About this task ::
Retrieve every line from the records in which the word "message" occurs.

(Beginning of Extracted entries)

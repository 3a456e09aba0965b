//! JSON serialization error types.

/// JSON error with source location.
///
/// Covers both serde failures and structurally unusable model output, e.g. a
/// response where no JSON payload could be located at all.
#[derive(Debug, Clone, derive_more::Display, derive_more::Error)]
#[display("JSON Error: {} at line {} in {}", message, line, file)]
pub struct JsonError {
    /// Error message
    pub message: String,
    /// Line number where the error occurred
    pub line: u32,
    /// File where the error occurred
    pub file: &'static str,
}

impl JsonError {
    /// Create a new JsonError with the given message at the current location.
    ///
    /// # Examples
    ///
    /// ```
    /// use fresco_error::JsonError;
    ///
    /// let err = JsonError::new("expected a list of scenes");
    /// assert!(format!("{}", err).contains("list of scenes"));
    /// ```
    #[track_caller]
    pub fn new(message: impl Into<String>) -> Self {
        let location = std::panic::Location::caller();
        Self {
            message: message.into(),
            line: location.line(),
            file: location.file(),
        }
    }
}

(End of Extracted entries)

Result ::
#[display("JSON Error: {} at line {} in {}", message, line, file)]
    /// Error message
    pub message: String,
    /// Create a new JsonError with the given message at the current location.
    pub fn new(message: impl Into<String>) -> Self {
            message: message.into(),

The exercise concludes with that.